Quote: "I checked my code, it is correct." If your own code does not do what you want it to do, by definition it's not correct. Sorry for this distraction. Carry on... :-) — Wouter van Nifterick
Look there are so many opinions on how neural network for xor should look. One of them is that we should use 3 neurons - just like I did. If you have some constructive thoughts - please share them. — user64675

Tryer Tryer · Accepted Answer · 2018-03-04T01:34:27

So neural networks are really interesting. Theres a proof that says that a single perceptron can learn any linear function given enough time. Even more impressive, a neural network with one hidden layer can apparently learn any function, though I've yet to see a proof on that one.

XOR is a good function for teaching neural networks because as CS students, those in the class are likely already familiar with it. In addition, it is not trivial in the sense that a single perceptron can learn it. it isn't linear. See this graphic I put together.

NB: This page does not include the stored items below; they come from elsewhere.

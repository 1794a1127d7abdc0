//! CLI subcommands.

pub mod migrate;
pub mod seed;
pub mod user;

use sqlx::PgPool;
use thiserror::Error;

use accounts_api::config::{ConfigError, get_database_url};
use accounts_api::db::{self, StoreError};
use accounts_api::services::AccountError;

/// Errors that can occur while running a command.
#[derive(Debug, Error)]
pub enum CliError {
    /// Configuration is missing or invalid.
    #[error("{0}")]
    Config(#[from] ConfigError),

    /// Database connection error.
    #[error("Database connection error: {0}")]
    Database(#[from] sqlx::Error),

    /// A migration failed.
    #[error("Migration error: {0}")]
    Migration(#[from] sqlx::migrate::MigrateError),

    /// The store rejected an operation.
    #[error("Store error: {0}")]
    Store(#[from] StoreError),

    /// Input was rejected. Holds the same message the API would return.
    #[error("{0}")]
    Rejected(String),

    /// Account operation failed for a reason other than bad input.
    #[error("Account error: {0}")]
    Account(AccountError),

    /// A flag value is out of range.
    #[error("Invalid argument: {0}")]
    InvalidArgument(String),
}

impl From<AccountError> for CliError {
    fn from(err: AccountError) -> Self {
        match err {
            AccountError::Validation(errors) => Self::Rejected(errors.client_message()),
            other => Self::Account(other),
        }
    }
}

/// Connect to the accounts database named by the environment.
pub async fn connect() -> Result<PgPool, CliError> {
    dotenvy::dotenv().ok();

    let database_url = get_database_url("ACCOUNTS_DATABASE_URL")?;

    tracing::info!("Connecting to accounts database...");
    Ok(db::create_pool(&database_url).await?)
}
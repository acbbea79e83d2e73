//! Scroll tracking for `TocView`.
//!
//! Includes range measurement, the window scroll listener and the highlight
//! pass it drives.

use std::cell::RefCell;
use std::rc::Rc;

use wasm_bindgen::closure::Closure;
use wasm_bindgen::prelude::*;
use web_sys::Window;

use super::{SharedState, TocView};
use crate::dom::{self, ClassMarker};
use crate::error::{Result, TocError};
use crate::highlight::{Highlighter, LinkMarker};
use crate::ranges::RangeIndex;

impl TocView {
    fn measure(window: &Window, s: &SharedState) -> Result<RangeIndex> {
        let document = window
            .document()
            .ok_or_else(|| TocError::Dom("no document".to_string()))?;
        RangeIndex::build(&s.outline, |id| dom::measure_offset(window, &document, id))
    }

    pub(crate) fn start_tracking(&mut self, window: &Window) -> Result<()> {
        {
            let mut s = self.state.borrow_mut();
            let index = Self::measure(window, &s)?;
            let top_offset = s.config.top_offset;
            s.highlighter = Some(Highlighter::new(index, top_offset));
        }
        Self::handle_scroll(&self.state);

        let weak_state = Rc::downgrade(&self.state);
        let closure = Closure::wrap(Box::new(move |_event: web_sys::Event| {
            if let Some(state) = weak_state.upgrade() {
                TocView::handle_scroll(&state);
            }
        }) as Box<dyn FnMut(web_sys::Event)>);
        window.add_event_listener_with_callback("scroll", closure.as_ref().unchecked_ref())?;
        self.scroll_closure = Some(closure);
        Ok(())
    }

    pub(crate) fn stop_tracking(&mut self) {
        if let Some(closure) = self.scroll_closure.take() {
            if let Some(window) = web_sys::window() {
                let _ = window
                    .remove_event_listener_with_callback("scroll", closure.as_ref().unchecked_ref());
            }
        }
        let mut s = self.state.borrow_mut();
        let SharedState {
            highlighter,
            entries,
            config,
            ..
        } = &mut *s;
        let count = entries.len();
        let mut marker = ClassMarker::new(entries, &config.active_class);
        for i in 0..count {
            marker.set_active(i, false);
        }
        *highlighter = None;
    }

    pub(crate) fn remeasure_state(state: &Rc<RefCell<SharedState>>) -> Result<()> {
        let Some(window) = web_sys::window() else {
            return Ok(());
        };
        {
            let mut s = state.borrow_mut();
            if s.highlighter.is_none() {
                return Ok(());
            }
            let index = Self::measure(&window, &s)?;
            if let Some(highlighter) = s.highlighter.as_mut() {
                highlighter.replace_index(index);
            }
        }
        Self::handle_scroll(state);
        Ok(())
    }

    /// Highlight the link of the section containing the current scroll position.
    pub(crate) fn handle_scroll(state: &Rc<RefCell<SharedState>>) {
        let Some(window) = web_sys::window() else {
            return;
        };
        let scroll_y = dom::scroll_position(&window);
        let mut s = state.borrow_mut();
        let SharedState {
            highlighter,
            entries,
            config,
            ..
        } = &mut *s;
        let Some(highlighter) = highlighter.as_mut() else {
            return;
        };
        let mut marker = ClassMarker::new(entries, &config.active_class);
        highlighter.apply(scroll_y, &mut marker);
    }
}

There is no line that separates these values. YET, it is simple enough for humans to understand, and more importantly, that a human can understand the neural network that can solve it. NN are very blackbox-y, it becomes hard to tell why they work really fast. Hell, here is another network config that can solve XOR.

Your example of a more complicated network solving it faster shows the power that comes from combining more neurons and more layers. Its absolutely unnecessary to use 2-3 hidden layers to solve it, but it sure helps speed up the process.

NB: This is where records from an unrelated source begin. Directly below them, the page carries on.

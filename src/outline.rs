//! Heading extraction and structuring.
//!
//! Turns the flat, document-ordered list of section/subsection headings into
//! a forest of depth two: each section owns the subsections that follow it.

use std::collections::HashSet;

use serde::Serialize;

use crate::config::TocConfig;
use crate::error::{Result, TocError};

/// The two heading levels the navigation recognizes.
#[derive(Debug, Clone, Copy, PartialEq, Eq, Serialize)]
#[serde(rename_all = "lowercase")]
pub enum HeadingLevel {
    Section,
    Subsection,
}

impl HeadingLevel {
    /// Map an element tag name to a heading level using the configured tags.
    ///
    /// Tags are compared case-insensitively; unrelated tags return `None`.
    pub fn from_tag(tag: &str, config: &TocConfig) -> Option<Self> {
        if tag.eq_ignore_ascii_case(&config.section_tag) {
            Some(Self::Section)
        } else if tag.eq_ignore_ascii_case(&config.subsection_tag) {
            Some(Self::Subsection)
        } else {
            None
        }
    }
}

/// A heading as read from the document, before structuring.
#[derive(Debug, Clone, PartialEq, Eq)]
pub struct HeadingSource {
    pub id: String,
    pub level: HeadingLevel,
    pub text: String,
}

impl HeadingSource {
    pub fn new(id: impl Into<String>, level: HeadingLevel, text: impl Into<String>) -> Self {
        Self {
            id: id.into(),
            level,
            text: text.into(),
        }
    }

    pub fn section(id: impl Into<String>, text: impl Into<String>) -> Self {
        Self::new(id, HeadingLevel::Section, text)
    }

    pub fn subsection(id: impl Into<String>, text: impl Into<String>) -> Self {
        Self::new(id, HeadingLevel::Subsection, text)
    }
}

/// A structured heading. Only sections have children.
#[derive(Debug, Clone, PartialEq, Eq, Serialize)]
pub struct Heading {
    pub id: String,
    pub text: String,
    #[serde(skip_serializing_if = "Vec::is_empty")]
    pub children: Vec<Heading>,
}

impl Heading {
    fn leaf(id: String, text: String) -> Self {
        Self {
            id,
            text,
            children: Vec::new(),
        }
    }

    /// Fragment link pointing at this heading.
    #[must_use]
    pub fn href(&self) -> String {
        format!("#{}", self.id)
    }
}

/// Ordered sections of one document.
#[derive(Debug, Clone, Default, PartialEq, Eq, Serialize)]
#[serde(transparent)]
pub struct Outline {
    sections: Vec<Heading>,
}

impl Outline {
    pub fn sections(&self) -> &[Heading] {
        &self.sections
    }

    /// Every heading, sections and subsections, in document order.
    pub fn iter(&self) -> impl Iterator<Item = &Heading> + '_ {
        self.sections
            .iter()
            .flat_map(|section| std::iter::once(section).chain(section.children.iter()))
    }

    /// Total number of headings across both levels.
    pub fn len(&self) -> usize {
        self.sections.iter().map(|s| 1 + s.children.len()).sum()
    }

    pub fn is_empty(&self) -> bool {
        self.sections.is_empty()
    }
}

/// Collapse runs of whitespace and trim, the way heading text renders.
pub fn normalize_text(text: &str) -> String {
    text.split_whitespace().collect::<Vec<_>>().join(" ")
}

/// Group subsections under the section that precedes them.
///
/// # Errors
/// - `OrphanSubsection` if a subsection comes before any section
/// - `MissingId` if a heading has an empty or blank id
/// - `DuplicateId` if two headings share an id
pub fn build_outline<I>(sources: I) -> Result<Outline>
where
    I: IntoIterator<Item = HeadingSource>,
{
    let mut sections: Vec<Heading> = Vec::new();
    let mut seen: HashSet<String> = HashSet::new();

    for source in sources {
        let text = normalize_text(&source.text);
        let id = source.id;
        if id.trim().is_empty() {
            return Err(TocError::MissingId { text });
        }
        if !seen.insert(id.clone()) {
            return Err(TocError::DuplicateId { id });
        }

        let heading = Heading::leaf(id, text);
        match source.level {
            HeadingLevel::Section => sections.push(heading),
            HeadingLevel::Subsection => match sections.last_mut() {
                Some(parent) => parent.children.push(heading),
                None => return Err(TocError::OrphanSubsection { id: heading.id }),
            },
        }
    }

    tracing::debug!(sections = sections.len(), "built heading outline");
    Ok(Outline { sections })
}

The point is that it is a simple enough problem to solve by human and on a black-board in class, while also being slightly more challenging than a given linear function.

EDIT: Another fantastic example for teaching NNs practically is the MNIST hand drawn digit classification data set. I find that it very easily shows a problem that is simultaneously very simple for humans to understand, very hard to write a non learning program for, and a very practical use case for machine learning. The problem is that the network structure is impossible to draw on a blackboard and trace what is happening in a way practical for a class. XOR achieves this.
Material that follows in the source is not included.